RAW DATA Block Start
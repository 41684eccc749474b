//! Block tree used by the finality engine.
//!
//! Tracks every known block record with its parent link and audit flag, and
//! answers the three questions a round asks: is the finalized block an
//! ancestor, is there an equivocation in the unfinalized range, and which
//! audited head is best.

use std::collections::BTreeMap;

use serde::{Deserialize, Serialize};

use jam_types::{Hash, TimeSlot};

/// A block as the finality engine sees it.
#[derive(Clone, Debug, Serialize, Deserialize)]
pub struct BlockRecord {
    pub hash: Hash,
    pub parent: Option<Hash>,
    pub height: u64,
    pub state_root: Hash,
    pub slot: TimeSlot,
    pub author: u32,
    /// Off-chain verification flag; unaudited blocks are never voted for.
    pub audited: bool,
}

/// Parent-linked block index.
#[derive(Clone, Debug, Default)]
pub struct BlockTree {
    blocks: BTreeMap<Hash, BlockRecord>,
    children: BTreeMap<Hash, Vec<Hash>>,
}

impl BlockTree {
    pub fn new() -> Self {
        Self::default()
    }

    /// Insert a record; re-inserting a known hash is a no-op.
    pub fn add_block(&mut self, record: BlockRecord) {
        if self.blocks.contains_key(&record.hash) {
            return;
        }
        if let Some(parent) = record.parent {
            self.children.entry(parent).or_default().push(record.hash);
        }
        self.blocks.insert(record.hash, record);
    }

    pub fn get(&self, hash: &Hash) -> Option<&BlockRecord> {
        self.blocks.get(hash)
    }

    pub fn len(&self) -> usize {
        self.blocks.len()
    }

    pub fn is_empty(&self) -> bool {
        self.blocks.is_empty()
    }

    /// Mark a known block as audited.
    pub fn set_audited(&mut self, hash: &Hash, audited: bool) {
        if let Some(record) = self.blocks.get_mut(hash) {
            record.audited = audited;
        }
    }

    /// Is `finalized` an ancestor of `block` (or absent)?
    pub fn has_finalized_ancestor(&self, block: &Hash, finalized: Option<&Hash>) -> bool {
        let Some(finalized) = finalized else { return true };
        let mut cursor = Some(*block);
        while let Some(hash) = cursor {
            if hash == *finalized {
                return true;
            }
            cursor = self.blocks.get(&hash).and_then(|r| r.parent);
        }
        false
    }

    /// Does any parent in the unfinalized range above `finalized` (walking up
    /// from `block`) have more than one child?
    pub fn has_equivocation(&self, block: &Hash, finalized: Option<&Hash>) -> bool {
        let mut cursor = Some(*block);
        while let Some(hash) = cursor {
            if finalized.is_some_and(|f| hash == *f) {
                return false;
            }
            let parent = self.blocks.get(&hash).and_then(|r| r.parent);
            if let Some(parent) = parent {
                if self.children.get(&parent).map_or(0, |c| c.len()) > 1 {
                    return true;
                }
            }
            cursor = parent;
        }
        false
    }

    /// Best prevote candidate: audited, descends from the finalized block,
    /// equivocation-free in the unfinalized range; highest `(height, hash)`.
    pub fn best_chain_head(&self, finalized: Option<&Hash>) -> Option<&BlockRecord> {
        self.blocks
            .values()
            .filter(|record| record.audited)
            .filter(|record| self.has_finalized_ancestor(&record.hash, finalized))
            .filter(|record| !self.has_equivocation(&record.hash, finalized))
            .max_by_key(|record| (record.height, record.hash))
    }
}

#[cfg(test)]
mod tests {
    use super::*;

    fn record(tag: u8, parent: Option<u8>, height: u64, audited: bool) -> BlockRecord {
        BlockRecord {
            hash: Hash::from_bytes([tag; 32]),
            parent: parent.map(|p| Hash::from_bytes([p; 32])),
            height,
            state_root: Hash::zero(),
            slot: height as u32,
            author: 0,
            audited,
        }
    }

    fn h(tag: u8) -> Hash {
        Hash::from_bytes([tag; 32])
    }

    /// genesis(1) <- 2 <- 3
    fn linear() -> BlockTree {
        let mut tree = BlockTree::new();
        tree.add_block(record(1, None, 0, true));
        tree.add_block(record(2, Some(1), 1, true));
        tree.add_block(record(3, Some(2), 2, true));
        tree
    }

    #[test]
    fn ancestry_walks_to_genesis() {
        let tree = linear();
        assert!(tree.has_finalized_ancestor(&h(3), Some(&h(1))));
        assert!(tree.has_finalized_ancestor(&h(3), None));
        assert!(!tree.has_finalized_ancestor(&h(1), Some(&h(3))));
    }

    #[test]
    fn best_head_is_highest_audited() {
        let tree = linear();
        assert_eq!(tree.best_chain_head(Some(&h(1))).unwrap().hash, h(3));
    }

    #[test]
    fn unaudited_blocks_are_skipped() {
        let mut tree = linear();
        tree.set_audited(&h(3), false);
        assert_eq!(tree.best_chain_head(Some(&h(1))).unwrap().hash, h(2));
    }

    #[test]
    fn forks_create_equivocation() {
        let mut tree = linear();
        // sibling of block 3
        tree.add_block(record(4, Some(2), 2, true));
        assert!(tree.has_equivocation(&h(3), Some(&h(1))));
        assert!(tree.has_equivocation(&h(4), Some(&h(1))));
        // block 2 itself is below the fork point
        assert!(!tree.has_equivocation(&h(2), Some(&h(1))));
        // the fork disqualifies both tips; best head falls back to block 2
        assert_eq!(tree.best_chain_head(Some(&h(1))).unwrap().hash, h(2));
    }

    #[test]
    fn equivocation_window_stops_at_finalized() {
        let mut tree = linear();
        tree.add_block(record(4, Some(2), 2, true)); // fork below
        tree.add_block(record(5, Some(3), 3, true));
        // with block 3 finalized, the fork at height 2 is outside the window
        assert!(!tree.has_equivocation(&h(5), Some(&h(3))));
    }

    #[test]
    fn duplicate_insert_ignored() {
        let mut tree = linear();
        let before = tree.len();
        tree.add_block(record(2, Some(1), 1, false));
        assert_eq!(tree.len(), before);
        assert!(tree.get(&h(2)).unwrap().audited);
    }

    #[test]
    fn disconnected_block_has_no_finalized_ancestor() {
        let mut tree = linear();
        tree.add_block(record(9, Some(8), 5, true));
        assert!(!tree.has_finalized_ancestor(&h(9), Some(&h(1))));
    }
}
RAW DATA Block End
## TASK STATEMENT
In the lines above, find each one with "height" and list it.

## WRITTEN ANSWER
    pub height: u64,
    /// equivocation-free in the unfinalized range; highest `(height, hash)`.
            .max_by_key(|record| (record.height, record.hash))
    fn record(tag: u8, parent: Option<u8>, height: u64, audited: bool) -> BlockRecord {
            height,
            slot: height as u32,
        // with block 3 finalized, the fork at height 2 is outside the window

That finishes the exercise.